The chemical and physical properties of chlorine paraffin depend on the following factors:
1 - The length of the hydrocarbon chain
2 - chlorine content of the product
3. Reaction conditions (especially reaction temperature)
Chlorine paraffin is physically a homogeneous substance. This compound is colorless or colorless yellow, amber or honey yellow. The most important properties of chlorine paraffin is viscosity, density, thermal stability, solubility and refractive index. Most chlorine paraffin becomes darker with heat as a result of the release of HCl.
Chlorine paraffin is not a simple chemical compound, but rather a complex mixture of various molecules whose differences are along the hydrocarbon chains, the number and location of chlorine atoms attached to these chains. In products with low chlorine percentages, chlorinated paraffin molecules During the chlorination process of paraffin, type III carbon atoms react more rapidly than type II; and type II carbon atoms reacts faster than type I, but the stability of the working atoms in paraffin is the opposite of the rule and is reduced from the type I to the third. Chlorine paraffin decomposes by light or heat above 120 degrees Celsius, and the decomposition process is carried out by removing hydrogen chloride gas. This is called a dehydrolysis reaction.
The industrial paraffin manufacturing process
A - Acidic process: In this method “Slack wax”, the gross paraffin separation is done after re-melting and cooling by Centrifugation in acid-free solvent. Afterwards, the product gets dried and is purified with sulfuric acid. A final filtration is carried out to remove impurities by using soil, and after filtration the wax is obtained and it gets finally packed.

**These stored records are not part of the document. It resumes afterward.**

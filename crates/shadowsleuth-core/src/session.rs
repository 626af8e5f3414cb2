/// Session orchestration: runs a full or compare pass over a catalog.
///
/// Snapshots are processed strictly in catalog order, one file at a time.
/// Per-item failures are recovered where they happen and sent to the
/// failure sink; only the conditions in [`SessionError`] end a run.
///
/// [`start_session`] runs the same work on a named background thread and
/// streams [`ScanProgress`] messages back over a bounded channel, the way a
/// frontend wants it.
use crate::catalog::SnapshotCatalog;
use crate::compare::{ComparisonEngine, CreationFilter, DeltaPlan};
use crate::config::Config;
use crate::error::{ReportError, SessionError};
use crate::failure::{Component, Failure, FailureKind, FailureSink};
use crate::model::Snapshot;
use crate::report::{ReportMode, ReportWriter, FULL_REPORT_NAME};
use crate::scanner::progress::{PassKind, ScanProgress};
use crate::scanner::walker::{FileWalker, WalkAborted, WalkSummary};
use crate::time_codec::TimeCodec;
use crossbeam_channel::{Receiver, Sender};
use std::fs;
use std::io::Write;
use std::path::{Path, PathBuf};
use std::thread;
use std::time::{Duration, Instant};
use tracing::{debug, info};

/// Maximum number of progress messages that may queue up in the channel.
///
/// Progress is best-effort: when the frontend falls behind, updates are
/// dropped rather than stalling the walk.
pub const PROGRESS_CHANNEL_CAPACITY: usize = 1_024;

/// What a run produces.
#[derive(Debug, Clone, Copy, PartialEq, Eq)]
pub enum RunMode {
    /// One report covering every snapshot.
    Full,
    /// Baseline report plus one delta report per later snapshot.
    /// `baseline` is a zero-based catalog position.
    Compare { baseline: usize },
}

/// Final state of one report.
#[derive(Debug, Clone, PartialEq, Eq)]
pub enum ReportStatus {
    Complete,
    /// A row write failed; rows before it are intact.
    Aborted(String),
    /// The report file could not be created; nothing was walked.
    NotCreated(String),
}

#[derive(Debug, Clone)]
pub struct ReportOutcome {
    pub name: String,
    pub path: PathBuf,
    pub kind: PassKind,
    /// Snapshots that contributed, in processing order.
    pub snapshots: Vec<String>,
    pub walk: WalkSummary,
    pub rows: u64,
    pub status: ReportStatus,
}

#[derive(Debug, Clone)]
pub struct SessionSummary {
    pub mode: RunMode,
    pub reports: Vec<ReportOutcome>,
    /// Failures recorded during the run.
    pub error_count: u64,
    pub duration: Duration,
}

impl SessionSummary {
    pub fn total_rows(&self) -> u64 {
        self.reports.iter().map(|r| r.rows).sum()
    }
}

/// Make sure the output directory exists. An existing directory is
/// reported and reused; failure to create a missing one ends the run.
pub fn prepare_output_dir(dir: &Path, sink: &mut dyn FailureSink) -> Result<(), SessionError> {
    if dir.is_dir() {
        sink.record(
            Failure::new(
                Component::Session,
                FailureKind::OutputDirExists,
                "output directory already exists; reports will be overwritten",
            )
            .with_path(dir),
        );
        return Ok(());
    }
    fs::create_dir_all(dir).map_err(|source| SessionError::OutputDir {
        path: dir.to_path_buf(),
        source,
    })?;
    info!("Created output directory {}", dir.display());
    Ok(())
}

/// A single triage run bound to one configuration and one failure sink.
pub struct Session<'a> {
    config: &'a Config,
    codec: TimeCodec,
    walker: FileWalker,
    sink: &'a mut dyn FailureSink,
    progress: Option<Sender<ScanProgress>>,
    error_count: u64,
}

impl<'a> Session<'a> {
    pub fn new(config: &'a Config, sink: &'a mut dyn FailureSink) -> Self {
        let codec = TimeCodec::new(config.time_zone);
        Self {
            config,
            codec,
            walker: FileWalker::new(config.hash, codec),
            sink,
            progress: None,
            error_count: 0,
        }
    }

    /// Stream progress messages to `tx`.
    ///
    /// Milestone messages block while the channel is full, so the receiver
    /// must be drained while the session runs.
    pub fn with_progress(mut self, tx: Sender<ScanProgress>) -> Self {
        self.progress = Some(tx);
        self
    }

    pub fn run(&mut self, catalog: &SnapshotCatalog, mode: RunMode) -> Result<SessionSummary, SessionError> {
        let start = Instant::now();
        if catalog.is_empty() {
            return Err(SessionError::EmptyCatalog);
        }
        prepare_output_dir(&self.config.output_dir, &mut *self.sink)?;

        let reports = match mode {
            RunMode::Full => vec![self.run_full(catalog)],
            RunMode::Compare { baseline } => self.run_compare(catalog, baseline)?,
        };

        let duration = start.elapsed();
        info!(
            "Run finished: {} reports, {} failures in {:?}",
            reports.len(),
            self.error_count,
            duration
        );
        self.emit(ScanProgress::Complete {
            duration,
            error_count: self.error_count,
        });
        Ok(SessionSummary {
            mode,
            reports,
            error_count: self.error_count,
            duration,
        })
    }

    /// Every file of every snapshot into one report, snapshot by snapshot.
    fn run_full(&mut self, catalog: &SnapshotCatalog) -> ReportOutcome {
        let mut outcome = self.outcome(FULL_REPORT_NAME, PassKind::Full);
        let Some(mut report) = self.open_report(&mut outcome) else {
            return outcome;
        };

        for snapshot in catalog {
            let finished = self.process_snapshot(snapshot, &mut report, &mut outcome, None);
            if !finished {
                break;
            }
        }
        self.close_report(report, &mut outcome);
        outcome
    }

    /// Baseline in full, then each later snapshot filtered by creation time.
    fn run_compare(
        &mut self,
        catalog: &SnapshotCatalog,
        baseline: usize,
    ) -> Result<Vec<ReportOutcome>, SessionError> {
        let plan = DeltaPlan::new(catalog, baseline)?;
        let base = plan.baseline();
        let threshold = base
            .creation_epoch(&self.codec)
            .map_err(|source| SessionError::BaselineTime {
                name: base.name().to_string(),
                source,
            })?;
        info!(
            "Baseline {} created {} (epoch {threshold}); {} snapshots to compare",
            base.name(),
            base.creation_time,
            plan.targets().len()
        );

        let mut outcomes = Vec::with_capacity(plan.targets().len() + 1);
        outcomes.push(self.run_single(base, ReportMode::Baseline, None));

        if plan.targets().is_empty() {
            info!("Baseline is the newest snapshot; nothing to compare");
            return Ok(outcomes);
        }

        let engine = ComparisonEngine::new(threshold);
        for target in plan.targets() {
            outcomes.push(self.run_single(target, ReportMode::Compare, Some(&engine)));
        }
        Ok(outcomes)
    }

    fn run_single(
        &mut self,
        snapshot: &Snapshot,
        mode: ReportMode,
        filter: Option<&dyn CreationFilter>,
    ) -> ReportOutcome {
        let kind = match filter {
            Some(_) => PassKind::Delta,
            None => PassKind::Full,
        };
        let mut outcome = self.outcome(&mode.report_name(snapshot), kind);
        if let Some(mut report) = self.open_report(&mut outcome) {
            self.process_snapshot(snapshot, &mut report, &mut outcome, filter);
            self.close_report(report, &mut outcome);
        }
        outcome
    }

    /// Walk one snapshot into `report`. Returns `false` if the report failed.
    fn process_snapshot<W: Write>(
        &mut self,
        snapshot: &Snapshot,
        report: &mut ReportWriter<W>,
        outcome: &mut ReportOutcome,
        filter: Option<&dyn CreationFilter>,
    ) -> bool {
        let name = snapshot.name().to_string();
        let root = snapshot.root_path(self.config.walk_subpath.as_deref());
        debug!("Walking {} for report {}", root.display(), outcome.name);
        self.emit(ScanProgress::SnapshotStarted {
            snapshot: name.clone(),
            report: outcome.name.clone(),
            kind: outcome.kind,
        });
        outcome.snapshots.push(name.clone());

        let rows_before = report.rows();
        let walker = self.walker;
        let progress_tx = self.progress.clone();
        let mut on_progress = |files_visited: u64, path: &Path| {
            if let Some(tx) = &progress_tx {
                let _ = tx.try_send(ScanProgress::Update {
                    snapshot: name.clone(),
                    files_visited,
                    current_path: path.to_path_buf(),
                });
            }
        };
        let mut sink = CountingSink {
            inner: &mut *self.sink,
            progress: self.progress.as_ref(),
            count: 0,
        };

        let result = walker.walk(&root, filter, &mut sink, &mut on_progress, |record| {
            report.append(&record)
        });
        self.error_count += sink.count;

        let (summary, aborted) = match result {
            Ok(summary) => (summary, None),
            Err(WalkAborted { summary, error }) => (summary, Some(error)),
        };
        add_summary(&mut outcome.walk, &summary);
        outcome.rows = report.rows();

        let finished = match aborted {
            None => true,
            Some(error) => {
                self.record_report_error(&error);
                outcome.status = ReportStatus::Aborted(error.to_string());
                false
            }
        };
        info!(
            "{}: {} files visited, {} rows written to {}",
            name,
            summary.visited,
            report.rows() - rows_before,
            outcome.name
        );
        self.emit(ScanProgress::SnapshotFinished {
            snapshot: name,
            rows_written: report.rows() - rows_before,
            aborted: !finished,
        });
        finished
    }

    fn outcome(&self, name: &str, kind: PassKind) -> ReportOutcome {
        ReportOutcome {
            name: name.to_string(),
            path: self.config.report_path(name),
            kind,
            snapshots: Vec::new(),
            walk: WalkSummary::default(),
            rows: 0,
            status: ReportStatus::Complete,
        }
    }

    fn open_report(&mut self, outcome: &mut ReportOutcome) -> Option<ReportWriter> {
        match ReportWriter::create(&outcome.path, self.config.hash) {
            Ok(report) => Some(report),
            Err(error) => {
                self.record_report_error(&error);
                outcome.status = ReportStatus::NotCreated(error.to_string());
                None
            }
        }
    }

    /// Flush a report that is still complete. An aborted one is dropped as is.
    fn close_report<W: Write>(&mut self, report: ReportWriter<W>, outcome: &mut ReportOutcome) {
        if outcome.status != ReportStatus::Complete {
            return;
        }
        match report.finish() {
            Ok(rows) => outcome.rows = rows,
            Err(error) => {
                self.record_report_error(&error);
                outcome.status = ReportStatus::Aborted(error.to_string());
            }
        }
    }

    fn record_report_error(&mut self, error: &ReportError) {
        let (kind, path) = match error {
            ReportError::Create { path, .. } => (FailureKind::ReportCreate, path),
            ReportError::Write { path, .. } => (FailureKind::ReportWrite, path),
            ReportError::Read { path, .. } | ReportError::Export { path, .. } => {
                (FailureKind::ReportRead, path)
            }
        };
        self.error_count += 1;
        self.emit(ScanProgress::Error {
            path: path.clone(),
            message: error.to_string(),
        });
        self.sink
            .record(Failure::new(Component::Report, kind, error.to_string()).with_path(path));
    }

    /// Per-file messages are dropped when the channel is full; milestones
    /// wait for the receiver.
    fn emit(&self, message: ScanProgress) {
        let Some(tx) = &self.progress else {
            return;
        };
        match message {
            ScanProgress::Update { .. } | ScanProgress::Error { .. } => {
                let _ = tx.try_send(message);
            }
            _ => {
                let _ = tx.send(message);
            }
        }
    }
}

/// Forwards walk failures to the real sink, mirrors them onto the progress
/// channel, and counts them.
struct CountingSink<'s> {
    inner: &'s mut dyn FailureSink,
    progress: Option<&'s Sender<ScanProgress>>,
    count: u64,
}

impl FailureSink for CountingSink<'_> {
    fn record(&mut self, failure: Failure) {
        self.count += 1;
        if let Some(tx) = self.progress {
            let _ = tx.try_send(ScanProgress::Error {
                path: failure.path.clone().unwrap_or_default(),
                message: failure.message.clone(),
            });
        }
        self.inner.record(failure);
    }
}

fn add_summary(total: &mut WalkSummary, part: &WalkSummary) {
    total.visited += part.visited;
    total.accepted += part.accepted;
    total.filtered += part.filtered;
    total.failed += part.failed;
    total.bytes_hashed += part.bytes_hashed;
}

/// Handle to a session running on a background thread.
pub struct SessionHandle<S> {
    /// Progress messages from the worker.
    pub progress_rx: Receiver<ScanProgress>,
    thread: thread::JoinHandle<(Result<SessionSummary, SessionError>, S)>,
}

impl<S> SessionHandle<S> {
    /// Wait for the worker and take back the run result and the sink.
    pub fn join(self) -> Result<(SessionSummary, S), SessionError> {
        let (result, sink) = self.thread.join().map_err(|_| SessionError::WorkerPanicked)?;
        result.map(|summary| (summary, sink))
    }
}

/// Run a session on a background thread.
///
/// The sink is moved to the worker and handed back by
/// [`SessionHandle::join`].
pub fn start_session<S>(
    config: Config,
    catalog: SnapshotCatalog,
    mode: RunMode,
    mut sink: S,
) -> SessionHandle<S>
where
    S: FailureSink + Send + 'static,
{
    let (progress_tx, progress_rx) =
        crossbeam_channel::bounded::<ScanProgress>(PROGRESS_CHANNEL_CAPACITY);

    let thread = thread::Builder::new()
        .name("shadowsleuth-session".into())
        .spawn(move || {
            info!("Starting {:?} run over {} snapshots", mode, catalog.len());
            let result = Session::new(&config, &mut sink)
                .with_progress(progress_tx)
                .run(&catalog, mode);
            (result, sink)
        })
        .expect("failed to spawn session thread");

    SessionHandle {
        progress_rx,
        thread,
    }
}
/// Report files: one CSV per snapshot (or one for the whole full-mode run),
/// plus the read-back side that derives visualisation data from them.
///
/// Column names and order are a compatibility contract with chart tooling:
/// `Filename,Path,<digest>,Size,Modified Time,Access Time,Created Time`.
pub mod summary;
pub mod writer;

use crate::model::Snapshot;
use crate::scanner::hasher::HashAlgorithm;

pub use summary::{summarise_directory, summarise_report, write_visualisation, ReportSummary};
pub use writer::ReportWriter;

/// Name of the single report produced in full mode.
pub const FULL_REPORT_NAME: &str = "All_ShadowCopy_Files";

pub const COLUMN_FILENAME: &str = "Filename";
pub const COLUMN_PATH: &str = "Path";
pub const COLUMN_SIZE: &str = "Size";
pub const COLUMN_MODIFIED: &str = "Modified Time";
pub const COLUMN_ACCESS: &str = "Access Time";
pub const COLUMN_CREATED: &str = "Created Time";

/// Report header for the given digest algorithm.
pub fn header(hash: HashAlgorithm) -> [&'static str; 7] {
    [
        COLUMN_FILENAME,
        COLUMN_PATH,
        hash.column_name(),
        COLUMN_SIZE,
        COLUMN_MODIFIED,
        COLUMN_ACCESS,
        COLUMN_CREATED,
    ]
}

/// Per-snapshot report role.
#[derive(Debug, Clone, Copy, PartialEq, Eq)]
pub enum ReportMode {
    Baseline,
    Compare,
}

impl ReportMode {
    pub fn label(self) -> &'static str {
        match self {
            Self::Baseline => "Baseline",
            Self::Compare => "Compare",
        }
    }

    /// `<Mode>_<snapshotName>`, without extension.
    pub fn report_name(self, snapshot: &Snapshot) -> String {
        format!("{}_{}", self.label(), snapshot.name())
    }
}
/// Uniform per-file metadata record, written to a report as one row.
///
/// Records are created per visited file and handed straight to a report
/// writer; nothing retains them.
use crate::model::size;

#[derive(Debug, Clone, PartialEq, Eq)]
pub struct FileRecord {
    /// File name only.
    pub filename: String,
    /// Directory containing the file, as found during the walk.
    pub directory_path: String,
    /// Lowercase hex digest of the full file content.
    pub digest: String,
    /// Size in KiB, truncated toward zero.
    pub size_kib: u64,
    /// `DD/MM/YYYY hh:mm:ss` timestamps.
    pub modified_time: String,
    pub access_time: String,
    pub created_time: String,
}

/// Convert a byte count to whole KiB, truncating.
pub fn size_kib(bytes: u64) -> u64 {
    bytes / size::KIB
}

#[cfg(test)]
mod tests {
    use super::*;

    #[test]
    fn size_truncates_instead_of_rounding() {
        assert_eq!(size_kib(0), 0);
        assert_eq!(size_kib(10), 0);
        assert_eq!(size_kib(1023), 0);
        assert_eq!(size_kib(1024), 1);
        assert_eq!(size_kib(2047), 1);
        assert_eq!(size_kib(1_048_576), 1024);
    }
}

B - Sweating process: In this method “Slack wax”, after initial molding and oil sintering and acid purification by sulfuric acid, subsequently, the same treatment as per the acidic process (from the purification stage onwards) Continues.
It should be stored in steel warehouses with compressed air or in drums which are stored in cool warehouses. Guaranteed life is one year from the date of production.